卒業生・関係者合わせて200名近くが出席し、出田善蔵理事長と牧野丹奈子学長より、門出を祝う言葉が卒業生に贈られました。

出田善蔵理事長による祝辞

卒業生代表者への卒業証書・学位記授与

2019年度9月 卒業証書・学位記授与式式辞

皆さん、ご卒業おめでとうございます。ご家族、ご親戚、保護者の皆様、おめでとうございます。桃山学院大学の教職員を代表いたしまして、心よりお祝い申し上げます。

さて皆さんの多くはこれから社会に出て働くわけですが、今、社会ではAIをはじめとする技術革新が急速に進んでいます。そのため、仕事が大きく変わってきています。そこで今日は、これからの仕事とそこで必要な力について私の考えを交えながらお話しし、お祝いの言葉に代えさせていただきたいと思います。

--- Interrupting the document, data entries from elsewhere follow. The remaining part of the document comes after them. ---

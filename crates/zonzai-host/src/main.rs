#![forbid(unsafe_code)]

mod replay;

use std::path::PathBuf;
use std::time::Duration;

use anyhow::{bail, Context, Result};
use clap::{ArgGroup, Parser, ValueEnum};
use tracing_subscriber::EnvFilter;
use zonzai_bridge::{
    BridgeConfig, BridgeContext, ExportPreset, HostClock, ImageSurface, OverrunPolicy,
    PatternCatalog, ScheduleConfig, StdHostClock, WasmtimeEngine,
};

use crate::replay::{Action, Script};

/// Upper bound on a single sleep, so the loop notices the stop condition promptly.
const MAX_IDLE: Duration = Duration::from_millis(50);

#[derive(Debug, Clone, Copy, PartialEq, Eq, ValueEnum)]
enum PresetArg {
    Tree,
    Life,
}

#[derive(Debug, Clone, Copy, PartialEq, Eq, ValueEnum)]
enum ScheduleArg {
    Vsync,
    Interval,
}

#[derive(Debug, Clone, Copy, PartialEq, Eq, ValueEnum)]
enum OverrunArg {
    Drop,
    Queue,
}

#[derive(Debug, Parser)]
#[command(
    about = "Headless native host for zonzai engine modules",
    group(
        ArgGroup::new("stop")
            .required(true)
            .args(["frames", "duration_ms"])
    )
)]
struct Args {
    /// Engine module (`.wasm`) to instantiate.
    #[arg(long, env = "ZONZAI_ENGINE")]
    engine: PathBuf,

    /// JSON bridge configuration. Individual flags override its fields.
    #[arg(long, env = "ZONZAI_CONFIG")]
    config: Option<PathBuf>,

    /// Export naming family of the engine.
    #[arg(long, value_enum, env = "ZONZAI_PRESET")]
    preset: Option<PresetArg>,

    /// Display viewport width in pixels.
    #[arg(long, default_value_t = 800, env = "ZONZAI_WIDTH")]
    width: u32,

    /// Display viewport height in pixels.
    #[arg(long, default_value_t = 600, env = "ZONZAI_HEIGHT")]
    height: u32,

    /// Stop after N frames.
    #[arg(long)]
    frames: Option<u64>,

    /// Stop after N milliseconds of host time.
    #[arg(long)]
    duration_ms: Option<u64>,

    #[arg(long, value_enum, env = "ZONZAI_SCHEDULE")]
    schedule: Option<ScheduleArg>,

    /// Tick interval for `--schedule interval`. Implies it when given alone.
    #[arg(long, env = "ZONZAI_INTERVAL_MS")]
    interval_ms: Option<u64>,

    /// What to do with fixed-interval ticks that elapse while a frame is running.
    #[arg(long, value_enum, env = "ZONZAI_OVERRUN")]
    overrun: Option<OverrunArg>,

    /// Backlog limit for `--overrun queue`.
    #[arg(long, default_value_t = 4)]
    max_backlog: u32,

    /// Select this catalog pattern right after startup.
    #[arg(long)]
    pattern: Option<String>,

    /// Extra patterns (JSON array of `{"name", "rle"}`), merged over the built-ins.
    #[arg(long, env = "ZONZAI_PATTERNS")]
    patterns: Option<PathBuf>,

    /// Timed input script to replay.
    #[arg(long)]
    script: Option<PathBuf>,

    /// Dump the last presented frame to a PNG file on exit.
    #[arg(long)]
    png: Option<PathBuf>,

    /// Engine RNG seed. Defaults to wall-clock milliseconds.
    #[arg(long, env = "ZONZAI_SEED")]
    seed: Option<u64>,

    /// Log filter used when `RUST_LOG` is unset.
    #[arg(long, default_value = "info", env = "ZONZAI_LOG_LEVEL")]
    log_level: String,
}

#[derive(Debug, Clone, Copy)]
enum Stop {
    Frames(u64),
    Elapsed(Duration),
}

impl Stop {
    fn reached(self, frames: u64, now: Duration) -> bool {
        match self {
            Stop::Frames(n) => frames >= n,
            Stop::Elapsed(limit) => now >= limit,
        }
    }
}

fn resolve_config(args: &Args) -> Result<BridgeConfig> {
    let mut config = match &args.config {
        Some(path) => BridgeConfig::load(path)
            .with_context(|| format!("failed to load config: {}", path.display()))?,
        None => BridgeConfig::default(),
    };

    if let Some(preset) = args.preset {
        config.preset = match preset {
            PresetArg::Tree => ExportPreset::Tree,
            PresetArg::Life => ExportPreset::Life,
        };
    }

    let schedule = args.schedule.or(args.interval_ms.map(|_| ScheduleArg::Interval));
    match schedule {
        Some(ScheduleArg::Vsync) => {
            if !matches!(config.schedule, ScheduleConfig::Vsync { .. }) {
                config.schedule = ScheduleConfig::default();
            }
        }
        Some(ScheduleArg::Interval) => {
            let (interval_ms, overrun) = match config.schedule {
                ScheduleConfig::Interval {
                    interval_ms,
                    overrun,
                } => (interval_ms, overrun),
                ScheduleConfig::Vsync { .. } => (16, OverrunPolicy::Drop),
            };
            config.schedule = ScheduleConfig::Interval {
                interval_ms: args.interval_ms.unwrap_or(interval_ms),
                overrun,
            };
        }
        None => {}
    }
    if let (Some(overrun), ScheduleConfig::Interval { interval_ms, .. }) =
        (args.overrun, config.schedule)
    {
        config.schedule = ScheduleConfig::Interval {
            interval_ms,
            overrun: match overrun {
                OverrunArg::Drop => OverrunPolicy::Drop,
                OverrunArg::Queue => OverrunPolicy::Queue {
                    max_backlog: args.max_backlog,
                },
            },
        };
    }

    if args.seed.is_some() {
        config.seed = args.seed;
    }

    config.validate().context("invalid configuration")?;
    Ok(config)
}

fn main() -> Result<()> {
    let args = Args::parse();

    let filter =
        EnvFilter::try_from_default_env().unwrap_or_else(|_| EnvFilter::new(&args.log_level));
    tracing_subscriber::fmt()
        .with_env_filter(filter)
        .with_writer(std::io::stderr)
        .init();

    let stop = match (args.frames, args.duration_ms) {
        (Some(frames), _) => Stop::Frames(frames),
        (None, Some(ms)) => Stop::Elapsed(Duration::from_millis(ms)),
        (None, None) => bail!("one of --frames or --duration-ms is required"),
    };

    let config = resolve_config(&args)?;

    let mut catalog = PatternCatalog::builtin();
    if let Some(path) = &args.patterns {
        catalog.extend(PatternCatalog::load(path).context("failed to load pattern catalog")?);
    }

    let mut script = match &args.script {
        Some(path) => Script::load(path)?,
        None => Script::default(),
    };

    let wasm = std::fs::read(&args.engine)
        .with_context(|| format!("failed to read engine module: {}", args.engine.display()))?;
    let engine = WasmtimeEngine::instantiate(&wasm, config.engine_options())
        .with_context(|| format!("failed to instantiate engine: {}", args.engine.display()))?;

    let mut ctx = BridgeContext::new(engine, config, catalog)?;
    let mut surface = ImageSurface::default();
    ctx.start(&mut surface, (args.width, args.height))
        .context("engine startup failed")?;

    if let Some(name) = &args.pattern {
        ctx.select_pattern_by_name(name)
            .with_context(|| format!("failed to select pattern `{name}`"))?;
    }

    let clock = StdHostClock::new();
    loop {
        let now = clock.now();
        for action in script.take_due(now) {
            apply(&mut ctx, &mut surface, action)?;
        }

        let report = ctx.poll(&mut surface, &clock)?;
        if stop.reached(ctx.frames(), clock.now()) {
            break;
        }

        let wake = [report.next_deadline, script.next_at()]
            .into_iter()
            .flatten()
            .min()
            .unwrap_or(now + MAX_IDLE);
        let now = clock.now();
        if wake > now {
            std::thread::sleep((wake - now).min(MAX_IDLE));
        }
    }

    if !script.is_finished() {
        tracing::warn!(
            next_at_ms = script.next_at().map(|at| at.as_millis() as u64),
            "run stopped before the input script finished"
        );
    }

    let stats = ctx.transfer_stats();
    tracing::info!(
        frames = ctx.frames(),
        copied = stats.copied,
        skipped = stats.skipped(),
        dropped_ticks = ctx.scheduler().dropped_ticks(),
        "run finished"
    );
    println!("frames: {}", ctx.frames());
    println!("copied: {}", stats.copied);
    println!("skipped: {}", stats.skipped());
    if let Some(reading) = ctx.fps_meter().reading() {
        println!("fps: {reading}");
    }

    if let Some(path) = &args.png {
        surface
            .save_png(path)
            .with_context(|| format!("failed to write PNG: {}", path.display()))?;
    }

    Ok(())
}

fn apply(
    ctx: &mut BridgeContext<WasmtimeEngine>,
    surface: &mut ImageSurface,
    action: Action,
) -> Result<()> {
    match action {
        Action::Pointer { event } => {
            ctx.handle_pointer(event)?;
        }
        Action::Resize { width, height } => {
            ctx.handle_resize(surface, (width, height))?;
        }
        Action::Pattern { name } => {
            // Logged by the context; a failed selection does not stop the run.
            let _ = ctx.select_pattern_by_name(&name);
        }
        Action::Pause => {
            ctx.toggle_pause()?;
        }
        Action::Clear => {
            ctx.clear()?;
        }
    }
    Ok(())
}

先ほども言いましたように、近年のAIをはじめとする技術革新には目覚ましいものがあります。単純作業の自動化は当たり前です。無人工場や無人コンビニなどはますます進むでしょう。RPAのような事務の自動化も進んでいくでしょう。そして、それだけではありません。高度な専門知識を必要とする仕事であっても、それに明確な答えがあるものならば、AIが行なうようになるでしょう。そのため、2030年頃には人間の今の仕事の半分をAIが行なうとまで言われるほどです。では私たち人間がすべき仕事とはどのような仕事か。それは新しいアイデアを生み出す、新しい答えを実現していくクリエイティブな仕事ということになるでしょう。これは、あらゆる現場で求められるようになります。

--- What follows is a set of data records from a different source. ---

//! Host-side bridge for sandboxed simulation engines.
//!
//! An engine is a separately compiled WebAssembly module that owns its simulation state and
//! renders RGBA frames into its own linear memory. The host owns everything else: the display
//! surface, the input devices, and the render loop. This crate is the glue between the two:
//!
//! - [`Engine`]: the function/memory contract, implemented by [`WasmtimeEngine`] and the
//!   in-process [`engine::fake::FakeEngine`]
//! - [`transfer_frame`]: per-frame copy of the engine's output buffer into a [`HostFrameBuffer`]
//! - [`InputStateMachine`]: click/drag/hover classification of pointer events
//! - [`marshal_pattern`]: alloc + copy + select protocol for seed patterns
//! - [`FrameScheduler`] and [`FpsMeter`]: render-loop scheduling and frame telemetry
//! - [`Viewport`]: resize handling
//!
//! [`BridgeContext`] ties them together for one engine session.

pub mod clock;
pub mod config;
pub mod context;
pub mod coords;
pub mod engine;
mod error;
pub mod framebuffer;
pub mod input;
pub mod memory;
pub mod pattern;
pub mod scheduler;
pub mod surface;
pub mod telemetry;
pub mod viewport;

pub use clock::{FakeHostClock, HostClock, StdHostClock};
pub use config::{BridgeConfig, FpsConfig, ScheduleConfig};
pub use context::{wall_clock_seed, BridgeContext, DevicePointerEvent, PollReport};
pub use coords::{CoordinateTransform, DevicePoint, EnginePoint};
pub use engine::{
    Engine, EngineOptions, ExportNames, ExportPreset, MemoryImport, WasmtimeEngine,
};
pub use error::{BridgeError, ConfigError, EngineError, MemoryAccessError, PatternError, Result};
pub use framebuffer::{transfer_frame, HostFrameBuffer, TransferOutcome, TransferStats};
pub use input::{transition, EngineCommand, GesturePhase, InputStateMachine, PointerEvent, PointerState};
pub use memory::{MemoryView, MemoryViewMut, WASM_PAGE_SIZE};
pub use pattern::{
    marshal_pattern, validate_rle, PatternCatalog, PatternHandle, PatternSelection, SeedPattern,
    BUILTIN_PATTERNS,
};
pub use scheduler::{FrameScheduler, OverrunPolicy, ScheduleStrategy};
pub use surface::{BlitMode, DisplaySurface, ImageSurface};
pub use telemetry::{FpsMeter, FpsPrecision, FpsReading, FrameTimingWindow, FRAME_TIMING_CAPACITY};
pub use viewport::{Viewport, ViewportPolicy};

ではどのようにすれば、新しいアイデアを生み出すクリエイティブな人になれるでしょうか?通常、何か新しいことを考え出すとき、まずは過去の知識や考え方を学ぶことから始めます。また、単なる思い付きで終わらせないために、論理的な分析も行います。勿論、これからもこのようなことは大切です。しかし、ここで注意すべきは、これからの社会では変化があまりにも激しいため、過去の成功体験や分析に基づく予測などがあまり役に立たなくなるということです。何か新しいアイデアを生み出すときも、過去の正解や論理的な分析結果がこれまでのような意味を持たなくなります。これからの社会において新しいアイデアを生み出すとき、私たちがよりどころとすべきものは何か。それは、来るべき新しい社会をしっかりとイメージして、「そこにあるべきもの」を見抜く力だと私は考えています。つまり、イマジネーションの力です。

このようなイマジネーションの力を手に入れるためには、直観、倫理観、美的センスといったようなその人の、いわば心のスタイルが必要になるでしょう。たとえば「面白そう」とか「感動した」とか「美しいなあ」といったような感覚です。このような感覚が、来るべき未来やあるべきもののイメージを想起させるのです。また、このような心のスタイルをAIは当分もつことができない、人間ならではの特徴だともいえるでしょう。

ですから皆さんには、このような直観や倫理観や美的センスなどの心のスタイルを磨いてほしいと思います。ぜひとも、日ごろから美しい音楽を聴いたり、絵画を鑑賞したり、感動する小説を読んだりしてください。心に響くような映画や演劇なども観てください。また、花を見るときなども、理屈抜きで、素直にその美しさだけを感じてほしいと思います。そのような毎日の体験が心のスタイルを磨くことになり、イマジネーションの力を育てるのです。しっかりとした知識と論理思考の上に、さらにそのようなイマジネーションの力が加わったとき、新しいアイデアを生み出せるクリエイティブな人となるでしょう。

これからの社会はかつてなかったほど大きく変わります。このことを後ろ向きに捉えるのではなくチャンス到来と考えて、自分らしくクリエイティブに仕事に取り組んでいただきたいと思います。桃山学院大学の卒業生ならばきっとできると信じています。頑張ってください。